Of course, this technology has come a long way from the wooden expressions and limited details of days gone by. High-resolution, compelling 3D faces can be animated quickly and well, but the subtleties of human expression are not only endlessly varied, they can also be easily misunderstood.

Think how a person's entire face changes when they smile – it's different for everyone, but there are enough similarities that we believe we can tell when someone is “really” smiling or just faking it. How can you achieve this level of detail in an artificial face?

Existing "linear" models simplify the subtlety of expression and make "happiness" or "anger" finely adjustable, but at the expense of accuracy – they cannot express every possible face but can easily lead to impossible faces. Newer neural models learn complexity by observing the interconnectedness of expressions, but like other such models, their functions are obscure and difficult to control, and may not be generalizable beyond the faces from which they have learned. They don't provide the control an artist working on a movie or game needs, or lead to faces that (people are remarkably good at recognizing this) are somehow wrong.

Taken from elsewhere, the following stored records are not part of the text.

//! Typed Binding Integration Tests
//!
//! Tests for materializing settings shapes from the resolved key space:
//! - Defaults for absent and malformed values
//! - Nested shapes and array probing
//! - Round-trips through flattened values

mod common;

use common::{TestSettings, TestSubsection};
use conflux::{ConfigResolver, MemorySource};

fn resolver_with(pairs: &[(&str, &str)]) -> ConfigResolver {
    let mut resolver = ConfigResolver::new();
    resolver.register(MemorySource::new(pairs.iter().copied()));
    resolver.build().unwrap();
    resolver
}

// =============================================================================
// Defaults
// =============================================================================

#[test]
fn test_empty_key_space_binds_defaults() {
    let resolver = resolver_with(&[]);
    let settings: TestSettings = resolver.bind();
    assert_eq!(settings, TestSettings::default());
}

#[test]
fn test_malformed_integer_binds_default() {
    let resolver = resolver_with(&[("Subsection:MyIntValue", "not-a-number")]);
    let settings: TestSettings = resolver.bind();
    assert_eq!(settings.subsection.my_int_value, 0);
}

#[test]
fn test_partial_data_fills_remaining_defaults() {
    let resolver = resolver_with(&[("MySetting", "only-this")]);
    let settings: TestSettings = resolver.bind();
    assert_eq!(settings.my_setting, "only-this");
    assert_eq!(settings.subsection, TestSubsection::default());
}

// =============================================================================
// Nested shapes and arrays
// =============================================================================

#[test]
fn test_full_nested_binding() {
    let resolver = resolver_with(&[
        ("MySetting", "A"),
        ("Subsection:MyIntValue", "4"),
        ("Subsection:IntArray:0", "12"),
        ("Subsection:IntArray:1", "34"),
        ("Subsection:IntArray:2", "56"),
    ]);

    let settings: TestSettings = resolver.bind();
    assert_eq!(settings.my_setting, "A");
    assert_eq!(settings.subsection.my_int_value, 4);
    assert_eq!(settings.subsection.int_array, vec![12, 34, 56]);
}

#[test]
fn test_array_probing_stops_at_first_gap() {
    let resolver = resolver_with(&[
        ("Subsection:IntArray:0", "12"),
        ("Subsection:IntArray:1", "34"),
        ("Subsection:IntArray:3", "99"),
    ]);

    let settings: TestSettings = resolver.bind();
    assert_eq!(settings.subsection.int_array, vec![12, 34]);
}

#[test]
fn test_array_indices_are_case_insensitive_keys() {
    let resolver = resolver_with(&[("SUBSECTION:INTARRAY:0", "7")]);
    let settings: TestSettings = resolver.bind();
    assert_eq!(settings.subsection.int_array, vec![7]);
}

// =============================================================================
// Round-trip
// =============================================================================

#[test]
fn test_flattened_shape_round_trips() {
    let original = TestSettings {
        my_setting: "round-trip".into(),
        subsection: TestSubsection {
            my_int_value: -17,
            int_array: vec![5, 0, -3],
        },
    };

    let mut pairs = vec![
        ("MySetting".to_string(), original.my_setting.clone()),
        (
            "Subsection:MyIntValue".to_string(),
            original.subsection.my_int_value.to_string(),
        ),
    ];
    for (i, v) in original.subsection.int_array.iter().enumerate() {
        pairs.push((format!("Subsection:IntArray:{i}"), v.to_string()));
    }

    let mut resolver = ConfigResolver::new();
    resolver.register(MemorySource::new(pairs));
    resolver.build().unwrap();

    let bound: TestSettings = resolver.bind();
    assert_eq!(bound, original);
}

// =============================================================================
// Binding reflects overlay writes
// =============================================================================

#[test]
fn test_bind_sees_set_values() {
    let resolver = resolver_with(&[("Subsection:MyIntValue", "4")]);
    resolver.set("Subsection:MyIntValue", "8");

    let settings: TestSettings = resolver.bind();
    assert_eq!(settings.subsection.my_int_value, 8);
}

A team at Disney Research is proposing a new model with the best of both worlds – the so-called "semantic deep face model". Without going into the exact technical execution, the fundamental improvement is that it is a neural model that learns how an expression affects the entire face, but is not specific to a single face – and is also non-linear , allowing flexibility in how expressions interact with a face geometry and each other.

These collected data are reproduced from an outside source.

//! JSON Source Integration Tests
//!
//! Tests for file-backed configuration:
//! - Flattening of nested documents
//! - Optional vs required files
//! - Layered settings-file conventions

mod common;

use common::{TestFixture, TestSettings};
use conflux::{ConfigResolver, Error, JsonFileSource};

// =============================================================================
// Flattening
// =============================================================================

#[test]
fn test_document_flattens_to_key_space() {
    let fixture = TestFixture::new();
    let path = fixture.write_json(
        "appsettings.json",
        r#"{
            "MySetting": "Setting from JSON",
            "Subsection": {
                "MyIntValue": 4,
                "IntArray": [12, 34]
            }
        }"#,
    );

    let mut resolver = ConfigResolver::new();
    resolver.register(JsonFileSource::new(path));
    resolver.build().unwrap();

    assert_eq!(
        resolver.get("MySetting").as_deref(),
        Some("Setting from JSON")
    );
    assert_eq!(resolver.get("Subsection:IntArray:1").as_deref(), Some("34"));

    let settings: TestSettings = resolver.bind();
    assert_eq!(settings.subsection.int_array, vec![12, 34]);
}

// =============================================================================
// Optional vs required
// =============================================================================

#[test]
fn test_missing_optional_file_contributes_nothing() {
    let fixture = TestFixture::new();
    let mut resolver = ConfigResolver::new();
    resolver.register(JsonFileSource::new(fixture.path("absent.json")).optional());
    resolver.build().unwrap();

    assert!(resolver.keys().is_empty());
}

#[test]
fn test_missing_required_file_fails_build() {
    let fixture = TestFixture::new();
    let mut resolver = ConfigResolver::new();
    resolver.register(JsonFileSource::new(fixture.path("absent.json")));

    let err = resolver.build().unwrap_err();
    assert!(err.is_load_error());
    // The failure names the offending source
    assert!(matches!(err, Error::SourceLoad { .. }));
    assert!(err.to_string().contains("absent.json"));
}

#[test]
fn test_failed_build_keeps_previous_snapshot() {
    let fixture = TestFixture::new();
    let path = fixture.write_json("appsettings.json", r#"{"MySetting": "good"}"#);

    let mut resolver = ConfigResolver::new();
    resolver.register(JsonFileSource::new(&path));
    resolver.build().unwrap();

    // Corrupt the file and force a re-parse through a fresh source
    std::fs::write(&path, "{ broken").unwrap();
    let mut broken = ConfigResolver::new();
    broken.register(JsonFileSource::new(&path));
    assert!(broken.build().is_err());

    // The first resolver still serves its last good snapshot
    assert_eq!(resolver.get("MySetting").as_deref(), Some("good"));
}

#[test]
fn test_syntax_error_fails_even_when_optional() {
    let fixture = TestFixture::new();
    let path = fixture.write_json("appsettings.json", "{ not json");

    let mut resolver = ConfigResolver::new();
    resolver.register(JsonFileSource::new(path).optional());

    assert!(resolver.build().is_err());
}

// =============================================================================
// Layered settings files
// =============================================================================

#[test]
fn test_environment_file_overrides_base_file() {
    let fixture = TestFixture::new();
    fixture.write_json(
        "appsettings.json",
        r#"{"MySetting": "base", "Subsection": {"MyIntValue": 4}}"#,
    );
    fixture.write_json(
        "appsettings.Production.json",
        r#"{"MySetting": "production"}"#,
    );

    let resolver = ConfigResolver::builder()
        .with_base_dir(fixture.dir.path())
        .with_settings_files("appsettings", Some("Production"))
        .build()
        .unwrap();

    assert_eq!(resolver.get("MySetting").as_deref(), Some("production"));
    assert_eq!(resolver.get("Subsection:MyIntValue").as_deref(), Some("4"));
}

Think of it this way: With a linear model, you can display an expression (such as a smile or a kiss) from 0 to 100 on any 3-D face. However, the results can be unrealistic. With a neural model, you can realistically take a learned expression from 0 to 100, but only on the face it learned from. This model can easily assume an expression from 0 to 100 on any 3D face. This is an oversimplification, but you have the idea.

Credit: Disney Research

The result is impressive: you can create a thousand faces with different shapes and tones and then animate them all with the same expressions with no extra effort. Think how this can lead to different masses of CG that you can conjure up with a few clicks or characters in games with realistic facial expressions, whether or not they are handcrafted.

It's not a silver bullet and just part of a multitude of improvements that artists and engineers are making in the various industries that use this technology – markerless face tracking, better skin deformation, realistic eye movements, and dozens of other areas of interest are all important parts of this process.

The Disney Research Paper was presented at the International Conference on 3D Vision. You can read the whole thing here.